The International Association for Humanitarian Aid (Internationale Humanitäre Hilfsorganisation) was banned by the German Federal Ministry of the Interior in 2010 and had its assets seized.
That decision, said the human rights court, was based on the “association’s long-term and substantial financial support of social societies (in particular, the Islamic Society) which were part of the terrorist organisation Hamas”.
As the court explained:
The ministry considered that the applicant association was indirectly contributing to the violence brought by Hamas into the relationship between the Palestinian and the Israeli people.
The ministry found it established, on the basis of Hamas’s original charter and its actions, that Hamas denied the right of the State of Israel to exist, called for its destruction in a proactively aggressive manner and engaged in terrorist attacks.
The political, military and social branches of Hamas were equal, intertwined parts of a single organisation; in particular, the social support for families of so-called “martyrs” served the purpose of encouraging the violent fight against Israel.
That decision was upheld by the German courts. In 2019, the former association lodged an application against Germany at the human rights court in Strasbourg, complaining that it had been denied its rights under article 11 of the European convention. This protects freedom of peaceful assembly and freedom of association.
Earlier this month, the human rights court dismissed the application.
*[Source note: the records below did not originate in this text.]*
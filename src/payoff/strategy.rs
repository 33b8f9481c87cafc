use crate::types::Strategy;

use super::WorkingDebt;

/// Fix the payoff order for a simulation run.
///
/// Snowball sorts ascending by balance, avalanche descending by rate. The
/// sort is stable, so debts tying on the key keep their input order. The
/// order is computed once per run and never revisited mid-simulation.
pub(crate) fn sort_for_strategy(debts: &mut [WorkingDebt], strategy: Strategy) {
    match strategy {
        Strategy::Snowball => debts.sort_by(|a, b| a.balance.cmp(&b.balance)),
        Strategy::Avalanche => {
            debts.sort_by(|a, b| b.interest_rate.cmp(&a.interest_rate))
        }
    }
}
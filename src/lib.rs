pub mod decimal;
pub mod errors;
pub mod interest;
pub mod payoff;
pub mod types;

// re-export key types
pub use decimal::{Money, Rate};
pub use errors::{DebtMathError, Result};
pub use interest::{
    calculate_rule_of_78, estimate_card_interest, months_elapsed, settlement_quote,
    CardInterestEstimate, RuleOf78Settlement,
};
pub use payoff::{simulate, DebtSummary, SimulationResult, MAX_MONTHS};
pub use types::{default_min_payment, Debt, DebtId, FlatRateTerms, InterestType, Strategy};

// re-export external dependencies that users will need
pub use chrono;
pub use hourglass_rs::{SafeTimeProvider, TimeSource};
pub use rust_decimal::Decimal;
pub use uuid::Uuid;
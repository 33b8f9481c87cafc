use chrono::{DateTime, Datelike, Utc};
use hourglass_rs::SafeTimeProvider;
use rust_decimal::Decimal;
use rust_decimal_macros::dec;

use crate::decimal::{Money, Rate};
use crate::errors::{DebtMathError, Result};
use crate::types::Debt;

/// early settlement figures for a flat-rate installment loan
#[derive(Debug, Clone, PartialEq, serde::Serialize, serde::Deserialize)]
pub struct RuleOf78Settlement {
    /// interest payable over the whole contracted tenure
    pub total_interest: Money,
    /// fixed monthly installment, (principal + total interest) / tenure
    pub monthly_installment: Money,
    /// interest rebated for settling early, sum-of-digits weighted
    pub rebate: Money,
    /// remaining installments less the rebate
    pub settlement_amount: Money,
    /// installments left on the contract
    pub months_remaining: u32,
}

/// Rule-of-78 settlement for a flat-rate loan (hire purchase, car loans).
///
/// The rebate follows the sum-of-digits weighting
/// `R = n(n+1) / N(N+1) * I` where `n` is the remaining tenure, `N` the
/// original tenure and `I` the total interest payable. Interest is
/// front-loaded, so the rebate shrinks faster than linearly as the loan ages.
///
/// A loan already past its tenure settles at zero: no installments remain
/// and no rebate applies.
pub fn calculate_rule_of_78(
    principal: Money,
    flat_annual_rate: Rate,
    tenure_months: u32,
    months_paid: u32,
) -> Result<RuleOf78Settlement> {
    if tenure_months == 0 {
        return Err(DebtMathError::InvalidTenure {
            months: tenure_months,
        });
    }
    if principal < Money::ZERO {
        return Err(DebtMathError::InvalidPrincipal { amount: principal });
    }
    if flat_annual_rate < Rate::ZERO {
        return Err(DebtMathError::InvalidInterestRate {
            rate: flat_annual_rate,
        });
    }

    // flat interest is fixed at origination on the original principal:
    // I = P * rate * (tenure in years)
    let tenure = Decimal::from(tenure_months);
    let total_interest =
        principal * (flat_annual_rate.as_decimal() * tenure / dec!(12));
    let total_amount = principal + total_interest;
    let monthly_installment = total_amount / tenure;

    let months_remaining = tenure_months.saturating_sub(months_paid);

    // sum of digits for the remaining tenure over the original tenure
    let numerator = Decimal::from(months_remaining) * Decimal::from(months_remaining + 1);
    let denominator = tenure * (tenure + Decimal::ONE);
    let rebate = total_interest * numerator / denominator;

    let balance_to_pay = monthly_installment * Decimal::from(months_remaining);
    let settlement_amount = balance_to_pay - rebate;

    Ok(RuleOf78Settlement {
        total_interest,
        monthly_installment,
        rebate,
        settlement_amount,
        months_remaining,
    })
}

/// whole calendar months elapsed between two instants, clamped to zero
pub fn months_elapsed(start: DateTime<Utc>, as_of: DateTime<Utc>) -> u32 {
    let mut months = (as_of.year() - start.year()) * 12 + as_of.month() as i32
        - start.month() as i32;
    if as_of.day() < start.day() {
        months -= 1;
    }
    months.max(0) as u32
}

/// Settlement quote for a debt as of the provider's current time.
///
/// Returns `Ok(None)` when the debt carries no flat-rate contract terms;
/// without the original amount, tenure and start date there is nothing to
/// settle against.
pub fn settlement_quote(
    debt: &Debt,
    time_provider: &SafeTimeProvider,
) -> Result<Option<RuleOf78Settlement>> {
    let Some(terms) = &debt.flat_rate_terms else {
        return Ok(None);
    };

    let months_paid = months_elapsed(terms.start_date, time_provider.now());
    let settlement = calculate_rule_of_78(
        terms.original_amount,
        debt.interest_rate,
        terms.tenure_months,
        months_paid,
    )?;

    Ok(Some(settlement))
}

#[cfg(test)]
mod tests {
    use super::*;
    use crate::types::{FlatRateTerms, InterestType};
    use chrono::TimeZone;
    use hourglass_rs::TimeSource;
    use uuid::Uuid;

    #[test]
    fn test_full_term_remaining_gets_full_rebate() {
        // 12000 at 3.5% flat over 60 months: I = 12000 * 0.035 * 5 = 2100
        let result = calculate_rule_of_78(
            Money::from_major(12_000),
            Rate::from_percentage(dec!(3.5)),
            60,
            0,
        )
        .unwrap();

        assert_eq!(result.total_interest, Money::from_major(2_100));
        assert_eq!(result.monthly_installment, Money::from_major(235));
        assert_eq!(result.rebate, Money::from_major(2_100));
        assert_eq!(result.months_remaining, 60);
        // settling on day one costs the remaining installments minus all interest
        assert_eq!(result.settlement_amount, Money::from_major(12_000));
    }

    #[test]
    fn test_mid_term_settlement() {
        let result = calculate_rule_of_78(
            Money::from_major(12_000),
            Rate::from_percentage(dec!(3.5)),
            60,
            24,
        )
        .unwrap();

        assert_eq!(result.months_remaining, 36);
        // rebate = 36*37 / (60*61) * 2100
        assert_eq!(result.rebate.round_dp(2), Money::from_str_exact("764.26").unwrap());
        assert_eq!(
            result.settlement_amount.round_dp(2),
            Money::from_str_exact("7695.74").unwrap()
        );
    }

    #[test]
    fn test_rebate_never_exceeds_total_interest() {
        for months_paid in 0..=60 {
            let result = calculate_rule_of_78(
                Money::from_major(25_000),
                Rate::from_percentage(dec!(4.2)),
                60,
                months_paid,
            )
            .unwrap();

            assert!(result.rebate <= result.total_interest);
            assert!(result.months_remaining <= 60);
        }
    }

    #[test]
    fn test_fully_paid_loan_settles_at_zero() {
        let result = calculate_rule_of_78(
            Money::from_major(12_000),
            Rate::from_percentage(dec!(3.5)),
            60,
            60,
        )
        .unwrap();

        assert_eq!(result.months_remaining, 0);
        assert_eq!(result.rebate, Money::ZERO);
        assert_eq!(result.settlement_amount, Money::ZERO);
    }

    #[test]
    fn test_overdue_loan_clamps_to_zero_remaining() {
        let result = calculate_rule_of_78(
            Money::from_major(12_000),
            Rate::from_percentage(dec!(3.5)),
            60,
            72,
        )
        .unwrap();

        assert_eq!(result.months_remaining, 0);
        assert_eq!(result.settlement_amount, Money::ZERO);
    }

    #[test]
    fn test_zero_tenure_is_rejected() {
        let result = calculate_rule_of_78(
            Money::from_major(12_000),
            Rate::from_percentage(dec!(3.5)),
            0,
            0,
        );

        assert!(matches!(
            result,
            Err(DebtMathError::InvalidTenure { months: 0 })
        ));
    }

    #[test]
    fn test_months_elapsed() {
        let start = Utc.with_ymd_and_hms(2024, 1, 15, 0, 0, 0).unwrap();

        let same_day = Utc.with_ymd_and_hms(2024, 7, 15, 0, 0, 0).unwrap();
        assert_eq!(months_elapsed(start, same_day), 6);

        // one day short of the 6th installment anniversary
        let day_before = Utc.with_ymd_and_hms(2024, 7, 14, 0, 0, 0).unwrap();
        assert_eq!(months_elapsed(start, day_before), 5);

        let across_year = Utc.with_ymd_and_hms(2025, 2, 20, 0, 0, 0).unwrap();
        assert_eq!(months_elapsed(start, across_year), 13);

        // start date in the future clamps to zero
        let before_start = Utc.with_ymd_and_hms(2023, 12, 1, 0, 0, 0).unwrap();
        assert_eq!(months_elapsed(start, before_start), 0);
    }

    fn hire_purchase(terms: Option<FlatRateTerms>) -> Debt {
        Debt {
            id: Uuid::new_v4(),
            name: "Car loan".to_string(),
            balance: Money::from_major(-9_000),
            interest_rate: Rate::from_percentage(dec!(3.5)),
            interest_type: InterestType::FlatRate,
            min_payment: Some(Money::from_major(235)),
            flat_rate_terms: terms,
        }
    }

    #[test]
    fn test_settlement_quote_uses_injected_time() {
        let start = Utc.with_ymd_and_hms(2022, 3, 1, 0, 0, 0).unwrap();
        let time = SafeTimeProvider::new(TimeSource::Test(
            Utc.with_ymd_and_hms(2024, 3, 1, 0, 0, 0).unwrap(),
        ));

        let debt = hire_purchase(Some(FlatRateTerms {
            original_amount: Money::from_major(12_000),
            tenure_months: 60,
            start_date: start,
        }));

        let quote = settlement_quote(&debt, &time).unwrap().unwrap();
        assert_eq!(quote.months_remaining, 36);
    }

    #[test]
    fn test_settlement_quote_skipped_without_terms() {
        let time = SafeTimeProvider::new(TimeSource::Test(
            Utc.with_ymd_and_hms(2024, 3, 1, 0, 0, 0).unwrap(),
        ));

        let debt = hire_purchase(None);
        assert_eq!(settlement_quote(&debt, &time).unwrap(), None);
    }
}
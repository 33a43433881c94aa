//! Filter predicates and the pagination window sent to the provider.
//!
//! A [`FilterSpec`] holds only predicates. Two specs that compare equal
//! belong to the same filter epoch; the pagination window lives in
//! [`PageWindow`] so that it can never leak into that comparison.

use chrono::{DateTime, Utc};
use serde::{Deserialize, Serialize};

/// Inclusive numeric range. Either bound may be open.
#[derive(Debug, Clone, Copy, Default, PartialEq, Serialize, Deserialize)]
pub struct NumericRange {
    /// Lower bound.
    pub min: Option<f64>,
    /// Upper bound.
    pub max: Option<f64>,
}

impl NumericRange {
    /// Range with the given bounds.
    pub fn new(min: Option<f64>, max: Option<f64>) -> Self {
        Self { min, max }
    }

    /// True when neither bound is set, so the range matches anything.
    pub fn is_open(&self) -> bool {
        self.min.is_none() && self.max.is_none()
    }
}

/// Date-taken window. Either bound may be open.
#[derive(Debug, Clone, Copy, Default, PartialEq, Eq, Serialize, Deserialize)]
pub struct DateRange {
    /// Earliest accepted instant.
    pub start: Option<DateTime<Utc>>,
    /// Latest accepted instant.
    pub end: Option<DateTime<Utc>>,
}

/// Circle on the globe; radius in kilometres.
#[derive(Debug, Clone, Copy, PartialEq, Serialize, Deserialize)]
pub struct GeoRadius {
    /// Centre latitude in degrees.
    pub latitude: f64,
    /// Centre longitude in degrees.
    pub longitude: f64,
    /// Radius in kilometres.
    pub radius: f64,
}

/// Named predicates describing which items the feed shows.
#[derive(Debug, Clone, Default, PartialEq, Serialize, Deserialize)]
#[serde(rename_all = "camelCase")]
pub struct FilterSpec {
    /// Case-insensitive title match.
    pub title: Option<String>,
    /// Only liked (or only unliked) items.
    pub liked: Option<bool>,
    /// Exact camera manufacturer, ignoring case.
    pub camera_make: Option<String>,
    /// Exact camera model, ignoring case.
    pub camera_model: Option<String>,
    /// Exact lens manufacturer, ignoring case.
    pub lens_make: Option<String>,
    /// Exact lens model, ignoring case.
    pub lens_model: Option<String>,
    /// Focal length in millimetres.
    pub focal_length: NumericRange,
    /// Aperture.
    pub f_number: NumericRange,
    /// Sensor sensitivity.
    pub iso: NumericRange,
    /// Exposure time in seconds.
    pub exposure_time: NumericRange,
    /// When the photo was taken.
    pub date_taken: DateRange,
    /// Items must carry every listed tag.
    pub tags: Vec<String>,
    /// Items taken within this circle.
    pub geo: Option<GeoRadius>,
}

impl FilterSpec {
    /// Spec with no predicates: the whole library.
    pub fn all() -> Self {
        Self::default()
    }

    /// Builder: title search. Blank queries clear the predicate.
    pub fn with_title(mut self, query: impl Into<String>) -> Self {
        let query = query.into();
        let trimmed = query.trim();
        self.title = if trimmed.is_empty() {
            None
        } else {
            Some(trimmed.to_string())
        };
        self
    }

    /// Builder: liked-only (favorites) flag.
    pub fn with_liked(mut self, liked: bool) -> Self {
        self.liked = Some(liked);
        self
    }

    /// Builder: require a tag.
    pub fn with_tag(mut self, tag: impl Into<String>) -> Self {
        self.tags.push(tag.into());
        self
    }

    /// Builder: geo radius predicate.
    pub fn with_geo(mut self, geo: GeoRadius) -> Self {
        self.geo = Some(geo);
        self
    }

    /// Attach a pagination window, producing the full provider request.
    pub fn with_window(&self, window: PageWindow) -> PageQuery {
        PageQuery {
            filter: self.clone(),
            window,
        }
    }
}

/// `skip`/`take` pagination window.
#[derive(Debug, Clone, Copy, PartialEq, Eq, Serialize, Deserialize)]
pub struct PageWindow {
    /// Items to skip from the start of the filtered sequence.
    pub skip: usize,
    /// Maximum number of items to return.
    pub take: usize,
}

/// A filter plus its window: exactly what one page fetch asks for.
#[derive(Debug, Clone, PartialEq)]
pub struct PageQuery {
    /// Predicates.
    pub filter: FilterSpec,
    /// Which slice of the filtered sequence.
    pub window: PageWindow,
}

impl PageQuery {
    /// Flatten into the provider's query-string parameters.
    ///
    /// Open predicates are omitted. Ranges become `minX`/`maxX` pairs and
    /// each tag is its own `tags` entry.
    pub fn query_pairs(&self) -> Vec<(String, String)> {
        let f = &self.filter;
        let mut pairs: Vec<(String, String)> = Vec::new();
        let mut text = |key: &str, value: &Option<String>| {
            if let Some(v) = value {
                pairs.push((key.to_string(), v.clone()));
            }
        };
        text("title", &f.title);
        text("cameraMake", &f.camera_make);
        text("cameraModel", &f.camera_model);
        text("lensMake", &f.lens_make);
        text("lensModel", &f.lens_model);

        if let Some(liked) = f.liked {
            pairs.push(("liked".to_string(), liked.to_string()));
        }

        for (suffix, range) in [
            ("FocalLength", &f.focal_length),
            ("FNumber", &f.f_number),
            ("Iso", &f.iso),
            ("ExposureTime", &f.exposure_time),
        ] {
            if let Some(min) = range.min {
                pairs.push((format!("min{suffix}"), min.to_string()));
            }
            if let Some(max) = range.max {
                pairs.push((format!("max{suffix}"), max.to_string()));
            }
        }

        if let Some(start) = f.date_taken.start {
            pairs.push(("dateTakenStart".to_string(), start.to_rfc3339()));
        }
        if let Some(end) = f.date_taken.end {
            pairs.push(("dateTakenEnd".to_string(), end.to_rfc3339()));
        }

        for tag in &f.tags {
            pairs.push(("tags".to_string(), tag.clone()));
        }

        if let Some(geo) = f.geo {
            pairs.push(("latitude".to_string(), geo.latitude.to_string()));
            pairs.push(("longitude".to_string(), geo.longitude.to_string()));
            pairs.push(("radius".to_string(), geo.radius.to_string()));
        }

        pairs.push(("skip".to_string(), self.window.skip.to_string()));
        pairs.push(("take".to_string(), self.window.take.to_string()));
        pairs
    }
}

#[cfg(test)]
mod tests {
    use super::*;

    #[test]
    fn blank_title_clears_predicate() {
        let spec = FilterSpec::all().with_title("   ");
        assert_eq!(spec.title, None);
        assert_eq!(spec, FilterSpec::all());
    }

    #[test]
    fn title_is_trimmed() {
        let spec = FilterSpec::all().with_title("  harbour ");
        assert_eq!(spec.title.as_deref(), Some("harbour"));
    }

    #[test]
    fn window_does_not_affect_spec_equality() {
        let spec = FilterSpec::all().with_liked(true);
        let first = spec.with_window(PageWindow { skip: 0, take: 24 });
        let second = spec.with_window(PageWindow { skip: 48, take: 24 });
        assert_eq!(first.filter, second.filter);
        assert_ne!(first, second);
    }

    #[test]
    fn query_pairs_omit_open_predicates() {
        let pairs = FilterSpec::all()
            .with_window(PageWindow { skip: 24, take: 24 })
            .query_pairs();
        assert_eq!(
            pairs,
            vec![
                ("skip".to_string(), "24".to_string()),
                ("take".to_string(), "24".to_string()),
            ]
        );
    }

    #[test]
    fn query_pairs_flatten_ranges_tags_and_geo() {
        let mut spec = FilterSpec::all()
            .with_title("dunes")
            .with_liked(true)
            .with_tag("desert")
            .with_tag("sand")
            .with_geo(GeoRadius {
                latitude: 31.5,
                longitude: -8.25,
                radius: 10.0,
            });
        spec.iso = NumericRange::new(Some(100.0), Some(800.0));

        let pairs = spec.with_window(PageWindow { skip: 0, take: 2 }).query_pairs();
        let keys: Vec<&str> = pairs.iter().map(|(k, _)| k.as_str()).collect();
        assert_eq!(
            keys,
            vec![
                "title", "liked", "minIso", "maxIso", "tags", "tags", "latitude", "longitude",
                "radius", "skip", "take"
            ]
        );
        assert!(pairs.contains(&("minIso".to_string(), "100".to_string())));
        assert!(pairs.contains(&("latitude".to_string(), "31.5".to_string())));
    }

    #[test]
    fn numeric_range_open_when_both_bounds_missing() {
        assert!(NumericRange::default().is_open());
        assert!(!NumericRange::new(None, Some(2.0)).is_open());
    }
}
It said:
In the circumstances of the present case, where according to the national courts’ findings an association fundamentally identified itself with the aims of a terrorist organisation which it supported indirectly… and where a real risk of future circumvention had been established on the basis of similar conduct in the past, the outright proscription of the applicant association does not appear disproportionate.
There had been no violation of article 11, the court explained, because the interference with the association’s freedom of association was proportionate to the legitimate aims pursued and was thus necessary in a democratic society.
The judgment was approved by a chamber of seven judges last month and published on 10 October, three days after Hamas had massacred more than 1,400 people in Israel and kidnapped at least 220 others.